### [TASK TO COMPLETE]
Tally the lines containing "types" in this data. Respond with the tally alone.
——————
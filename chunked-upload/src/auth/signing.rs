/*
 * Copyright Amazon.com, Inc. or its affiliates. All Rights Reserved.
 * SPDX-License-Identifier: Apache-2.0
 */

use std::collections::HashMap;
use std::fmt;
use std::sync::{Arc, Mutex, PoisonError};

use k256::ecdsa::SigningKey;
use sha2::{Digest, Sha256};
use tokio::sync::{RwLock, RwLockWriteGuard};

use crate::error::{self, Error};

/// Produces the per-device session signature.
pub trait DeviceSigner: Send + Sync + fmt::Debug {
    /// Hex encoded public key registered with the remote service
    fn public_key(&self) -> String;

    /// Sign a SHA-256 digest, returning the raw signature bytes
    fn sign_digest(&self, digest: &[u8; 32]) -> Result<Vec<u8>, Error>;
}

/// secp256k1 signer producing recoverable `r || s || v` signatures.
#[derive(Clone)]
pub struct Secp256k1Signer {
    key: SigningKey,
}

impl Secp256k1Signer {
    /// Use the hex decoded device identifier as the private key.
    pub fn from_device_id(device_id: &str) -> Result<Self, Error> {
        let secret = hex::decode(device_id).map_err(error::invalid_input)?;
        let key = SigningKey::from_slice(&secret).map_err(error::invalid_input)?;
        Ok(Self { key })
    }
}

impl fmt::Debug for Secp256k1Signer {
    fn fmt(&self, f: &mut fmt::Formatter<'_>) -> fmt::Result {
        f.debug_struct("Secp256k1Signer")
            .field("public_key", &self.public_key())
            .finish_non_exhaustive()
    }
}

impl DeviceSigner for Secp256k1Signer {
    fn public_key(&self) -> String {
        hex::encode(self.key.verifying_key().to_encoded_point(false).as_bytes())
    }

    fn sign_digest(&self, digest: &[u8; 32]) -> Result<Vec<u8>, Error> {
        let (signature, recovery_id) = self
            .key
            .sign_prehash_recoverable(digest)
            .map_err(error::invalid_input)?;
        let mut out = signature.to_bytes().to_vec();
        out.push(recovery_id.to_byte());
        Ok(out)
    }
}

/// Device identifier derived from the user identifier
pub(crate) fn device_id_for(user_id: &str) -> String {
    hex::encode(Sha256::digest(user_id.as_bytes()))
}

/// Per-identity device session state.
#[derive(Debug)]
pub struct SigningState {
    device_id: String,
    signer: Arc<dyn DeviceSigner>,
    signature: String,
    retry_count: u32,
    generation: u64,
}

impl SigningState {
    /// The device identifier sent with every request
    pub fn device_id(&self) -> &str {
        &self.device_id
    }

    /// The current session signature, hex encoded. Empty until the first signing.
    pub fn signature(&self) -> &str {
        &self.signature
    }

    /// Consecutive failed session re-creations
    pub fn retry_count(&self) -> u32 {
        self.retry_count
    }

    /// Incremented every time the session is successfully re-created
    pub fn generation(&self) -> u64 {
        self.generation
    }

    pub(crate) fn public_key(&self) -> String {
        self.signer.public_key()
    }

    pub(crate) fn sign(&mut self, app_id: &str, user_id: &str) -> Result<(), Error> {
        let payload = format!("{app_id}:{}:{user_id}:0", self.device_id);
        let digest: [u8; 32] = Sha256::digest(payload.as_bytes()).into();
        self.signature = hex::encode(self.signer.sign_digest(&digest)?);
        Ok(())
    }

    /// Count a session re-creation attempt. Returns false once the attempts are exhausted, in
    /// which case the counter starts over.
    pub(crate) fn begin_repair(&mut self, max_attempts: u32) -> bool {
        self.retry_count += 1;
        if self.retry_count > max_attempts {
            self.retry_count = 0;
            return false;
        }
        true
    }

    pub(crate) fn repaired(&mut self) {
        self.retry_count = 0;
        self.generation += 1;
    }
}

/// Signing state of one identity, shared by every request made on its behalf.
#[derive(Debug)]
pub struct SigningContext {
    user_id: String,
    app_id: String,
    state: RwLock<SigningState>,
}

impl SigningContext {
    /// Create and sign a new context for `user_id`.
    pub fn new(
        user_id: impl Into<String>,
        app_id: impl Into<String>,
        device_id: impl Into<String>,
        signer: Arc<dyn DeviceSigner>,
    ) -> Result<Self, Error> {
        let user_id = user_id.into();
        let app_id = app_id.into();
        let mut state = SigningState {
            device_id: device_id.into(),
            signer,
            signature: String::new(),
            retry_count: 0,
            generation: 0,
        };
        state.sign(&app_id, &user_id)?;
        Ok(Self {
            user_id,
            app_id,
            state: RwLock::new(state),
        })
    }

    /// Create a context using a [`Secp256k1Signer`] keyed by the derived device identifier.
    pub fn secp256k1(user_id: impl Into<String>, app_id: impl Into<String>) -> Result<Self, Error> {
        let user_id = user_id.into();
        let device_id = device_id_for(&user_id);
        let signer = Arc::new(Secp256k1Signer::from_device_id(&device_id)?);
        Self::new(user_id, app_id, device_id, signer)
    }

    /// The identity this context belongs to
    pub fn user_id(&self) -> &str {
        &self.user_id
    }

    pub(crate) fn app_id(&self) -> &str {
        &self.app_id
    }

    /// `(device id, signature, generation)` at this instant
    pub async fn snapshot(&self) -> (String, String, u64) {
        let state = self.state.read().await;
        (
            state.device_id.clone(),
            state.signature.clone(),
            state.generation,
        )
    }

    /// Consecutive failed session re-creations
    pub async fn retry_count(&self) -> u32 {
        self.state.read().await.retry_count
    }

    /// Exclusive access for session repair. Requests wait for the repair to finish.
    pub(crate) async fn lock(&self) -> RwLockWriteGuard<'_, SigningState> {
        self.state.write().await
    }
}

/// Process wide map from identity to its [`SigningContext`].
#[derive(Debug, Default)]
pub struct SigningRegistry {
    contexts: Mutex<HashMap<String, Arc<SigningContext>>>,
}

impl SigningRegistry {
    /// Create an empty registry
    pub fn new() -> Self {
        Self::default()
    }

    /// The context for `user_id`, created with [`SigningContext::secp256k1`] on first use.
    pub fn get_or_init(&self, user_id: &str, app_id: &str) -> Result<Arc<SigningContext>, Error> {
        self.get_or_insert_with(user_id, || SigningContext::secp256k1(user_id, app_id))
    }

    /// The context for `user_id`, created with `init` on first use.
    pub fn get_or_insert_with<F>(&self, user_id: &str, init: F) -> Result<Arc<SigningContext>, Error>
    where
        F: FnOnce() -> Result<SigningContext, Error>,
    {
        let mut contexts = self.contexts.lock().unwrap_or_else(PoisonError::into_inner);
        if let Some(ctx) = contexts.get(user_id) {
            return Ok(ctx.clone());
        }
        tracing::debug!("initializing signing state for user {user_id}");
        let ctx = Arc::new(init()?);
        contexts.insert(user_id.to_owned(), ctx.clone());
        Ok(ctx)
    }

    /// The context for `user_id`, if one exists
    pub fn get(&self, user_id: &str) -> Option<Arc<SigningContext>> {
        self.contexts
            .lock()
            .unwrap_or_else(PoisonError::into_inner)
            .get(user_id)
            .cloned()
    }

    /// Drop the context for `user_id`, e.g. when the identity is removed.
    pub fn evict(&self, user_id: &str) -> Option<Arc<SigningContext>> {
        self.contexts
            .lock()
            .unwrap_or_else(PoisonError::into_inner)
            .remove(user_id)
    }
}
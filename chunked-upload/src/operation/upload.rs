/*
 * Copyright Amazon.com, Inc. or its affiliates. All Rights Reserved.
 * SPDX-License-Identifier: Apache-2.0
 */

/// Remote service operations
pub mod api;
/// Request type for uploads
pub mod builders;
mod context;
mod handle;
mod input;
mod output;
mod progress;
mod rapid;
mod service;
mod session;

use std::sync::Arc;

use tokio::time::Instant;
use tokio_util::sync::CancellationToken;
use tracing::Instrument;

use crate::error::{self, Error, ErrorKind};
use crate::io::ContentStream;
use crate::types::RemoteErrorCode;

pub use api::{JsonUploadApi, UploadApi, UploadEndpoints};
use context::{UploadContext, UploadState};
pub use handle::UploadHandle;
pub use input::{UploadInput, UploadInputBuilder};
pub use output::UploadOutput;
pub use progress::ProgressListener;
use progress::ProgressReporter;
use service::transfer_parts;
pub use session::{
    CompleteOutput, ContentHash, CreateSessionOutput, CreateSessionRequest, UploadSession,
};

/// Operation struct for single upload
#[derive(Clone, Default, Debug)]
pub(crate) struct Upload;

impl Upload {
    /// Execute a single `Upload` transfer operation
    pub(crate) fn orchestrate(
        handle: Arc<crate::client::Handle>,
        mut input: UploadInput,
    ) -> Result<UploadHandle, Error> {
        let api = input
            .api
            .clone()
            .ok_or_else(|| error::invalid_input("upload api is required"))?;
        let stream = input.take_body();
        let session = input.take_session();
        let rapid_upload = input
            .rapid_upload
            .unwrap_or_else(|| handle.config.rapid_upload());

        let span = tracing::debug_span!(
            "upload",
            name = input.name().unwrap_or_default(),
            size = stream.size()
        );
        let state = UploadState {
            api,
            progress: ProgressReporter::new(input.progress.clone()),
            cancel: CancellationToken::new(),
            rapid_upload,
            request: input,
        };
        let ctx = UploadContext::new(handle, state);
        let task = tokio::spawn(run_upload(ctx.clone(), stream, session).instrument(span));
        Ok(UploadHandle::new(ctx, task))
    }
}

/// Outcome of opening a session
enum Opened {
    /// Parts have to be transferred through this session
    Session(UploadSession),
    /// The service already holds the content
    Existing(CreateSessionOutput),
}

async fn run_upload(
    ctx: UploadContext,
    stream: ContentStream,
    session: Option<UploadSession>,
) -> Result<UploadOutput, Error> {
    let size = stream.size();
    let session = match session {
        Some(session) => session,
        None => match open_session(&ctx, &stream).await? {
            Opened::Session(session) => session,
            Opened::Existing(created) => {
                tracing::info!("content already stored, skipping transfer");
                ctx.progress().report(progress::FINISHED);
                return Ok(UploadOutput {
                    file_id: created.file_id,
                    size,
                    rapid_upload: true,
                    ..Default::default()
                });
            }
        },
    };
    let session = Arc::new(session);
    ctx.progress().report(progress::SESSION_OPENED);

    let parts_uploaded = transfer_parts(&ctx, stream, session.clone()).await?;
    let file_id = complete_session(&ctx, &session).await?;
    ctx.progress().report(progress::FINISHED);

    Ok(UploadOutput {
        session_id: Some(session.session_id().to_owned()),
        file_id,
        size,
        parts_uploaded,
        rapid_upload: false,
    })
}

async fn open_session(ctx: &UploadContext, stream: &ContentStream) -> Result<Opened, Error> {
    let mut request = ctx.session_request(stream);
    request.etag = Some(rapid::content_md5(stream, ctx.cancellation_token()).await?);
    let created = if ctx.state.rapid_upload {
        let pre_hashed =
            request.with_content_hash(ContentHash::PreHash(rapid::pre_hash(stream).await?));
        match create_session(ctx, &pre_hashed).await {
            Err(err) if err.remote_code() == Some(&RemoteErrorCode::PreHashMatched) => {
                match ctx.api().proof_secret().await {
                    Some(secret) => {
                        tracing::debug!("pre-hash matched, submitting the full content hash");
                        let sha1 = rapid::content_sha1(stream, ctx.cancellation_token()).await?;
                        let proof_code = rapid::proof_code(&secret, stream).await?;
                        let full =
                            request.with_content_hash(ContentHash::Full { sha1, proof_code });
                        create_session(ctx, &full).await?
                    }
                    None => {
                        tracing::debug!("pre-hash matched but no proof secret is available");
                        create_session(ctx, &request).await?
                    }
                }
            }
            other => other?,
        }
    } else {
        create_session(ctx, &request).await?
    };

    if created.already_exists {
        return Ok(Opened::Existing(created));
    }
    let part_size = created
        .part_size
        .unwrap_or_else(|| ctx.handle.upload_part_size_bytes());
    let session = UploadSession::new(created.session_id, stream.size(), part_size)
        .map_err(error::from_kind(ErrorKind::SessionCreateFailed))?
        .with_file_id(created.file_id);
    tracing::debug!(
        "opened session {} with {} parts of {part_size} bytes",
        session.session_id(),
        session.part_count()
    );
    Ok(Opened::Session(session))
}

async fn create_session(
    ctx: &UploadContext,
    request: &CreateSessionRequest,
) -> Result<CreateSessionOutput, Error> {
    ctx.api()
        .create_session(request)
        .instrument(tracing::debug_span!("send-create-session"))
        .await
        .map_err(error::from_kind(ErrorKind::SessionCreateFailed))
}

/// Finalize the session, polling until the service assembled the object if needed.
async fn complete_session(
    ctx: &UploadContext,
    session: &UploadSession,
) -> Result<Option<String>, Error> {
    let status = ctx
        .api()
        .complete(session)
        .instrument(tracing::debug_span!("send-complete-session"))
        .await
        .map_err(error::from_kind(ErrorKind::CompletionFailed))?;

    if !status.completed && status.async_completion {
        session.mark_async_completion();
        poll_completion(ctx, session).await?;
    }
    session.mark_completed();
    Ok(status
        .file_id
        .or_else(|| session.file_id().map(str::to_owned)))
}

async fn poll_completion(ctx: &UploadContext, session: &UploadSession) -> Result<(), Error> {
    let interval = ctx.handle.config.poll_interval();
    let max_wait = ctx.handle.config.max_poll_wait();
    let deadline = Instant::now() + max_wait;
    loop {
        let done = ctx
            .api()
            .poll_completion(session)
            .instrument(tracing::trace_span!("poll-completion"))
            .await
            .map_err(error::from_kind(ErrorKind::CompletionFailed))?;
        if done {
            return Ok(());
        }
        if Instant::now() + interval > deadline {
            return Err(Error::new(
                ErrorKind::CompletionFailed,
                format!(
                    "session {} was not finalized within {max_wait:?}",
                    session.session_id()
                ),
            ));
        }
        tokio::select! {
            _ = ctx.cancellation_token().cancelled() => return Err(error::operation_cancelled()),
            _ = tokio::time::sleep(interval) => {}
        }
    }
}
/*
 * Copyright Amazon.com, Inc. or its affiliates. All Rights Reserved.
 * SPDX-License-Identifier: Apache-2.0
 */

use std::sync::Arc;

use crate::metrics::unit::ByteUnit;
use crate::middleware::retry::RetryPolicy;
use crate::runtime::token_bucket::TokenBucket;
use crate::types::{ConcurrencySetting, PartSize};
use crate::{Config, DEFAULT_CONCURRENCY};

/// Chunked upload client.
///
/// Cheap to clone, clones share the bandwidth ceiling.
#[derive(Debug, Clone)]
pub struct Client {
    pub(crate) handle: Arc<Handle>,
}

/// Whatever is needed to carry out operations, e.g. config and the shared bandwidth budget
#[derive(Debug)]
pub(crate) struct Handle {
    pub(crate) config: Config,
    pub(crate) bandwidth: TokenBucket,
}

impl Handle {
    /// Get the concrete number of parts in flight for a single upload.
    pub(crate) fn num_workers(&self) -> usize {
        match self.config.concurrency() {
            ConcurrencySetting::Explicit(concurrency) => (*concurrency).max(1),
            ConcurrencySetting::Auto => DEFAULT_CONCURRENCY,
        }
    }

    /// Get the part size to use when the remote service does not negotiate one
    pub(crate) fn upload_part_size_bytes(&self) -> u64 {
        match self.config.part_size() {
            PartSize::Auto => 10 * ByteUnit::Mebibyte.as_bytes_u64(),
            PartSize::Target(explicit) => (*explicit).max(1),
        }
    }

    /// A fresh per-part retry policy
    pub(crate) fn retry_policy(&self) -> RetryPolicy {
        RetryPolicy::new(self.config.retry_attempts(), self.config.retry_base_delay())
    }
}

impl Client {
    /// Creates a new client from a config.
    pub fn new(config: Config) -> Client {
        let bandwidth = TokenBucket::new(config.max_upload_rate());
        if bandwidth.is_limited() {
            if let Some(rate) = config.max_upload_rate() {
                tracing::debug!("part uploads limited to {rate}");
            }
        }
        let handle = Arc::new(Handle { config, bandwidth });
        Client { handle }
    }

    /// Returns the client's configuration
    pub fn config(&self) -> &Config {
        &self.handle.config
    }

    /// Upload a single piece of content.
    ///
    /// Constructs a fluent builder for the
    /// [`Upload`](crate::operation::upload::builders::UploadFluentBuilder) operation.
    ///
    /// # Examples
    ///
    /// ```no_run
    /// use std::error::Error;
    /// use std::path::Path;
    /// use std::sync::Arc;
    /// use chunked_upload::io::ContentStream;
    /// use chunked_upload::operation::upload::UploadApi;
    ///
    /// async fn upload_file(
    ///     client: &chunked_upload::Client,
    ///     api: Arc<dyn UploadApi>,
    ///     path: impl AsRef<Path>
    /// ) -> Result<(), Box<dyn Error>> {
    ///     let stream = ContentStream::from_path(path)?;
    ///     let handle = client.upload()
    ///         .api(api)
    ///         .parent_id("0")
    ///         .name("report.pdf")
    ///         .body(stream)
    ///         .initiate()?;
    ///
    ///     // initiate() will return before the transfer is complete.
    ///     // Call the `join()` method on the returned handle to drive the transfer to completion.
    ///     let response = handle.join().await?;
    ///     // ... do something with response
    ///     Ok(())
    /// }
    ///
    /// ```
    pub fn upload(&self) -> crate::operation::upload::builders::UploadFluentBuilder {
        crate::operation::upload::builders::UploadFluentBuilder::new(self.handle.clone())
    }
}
——————
### [ANSWER AREA]
2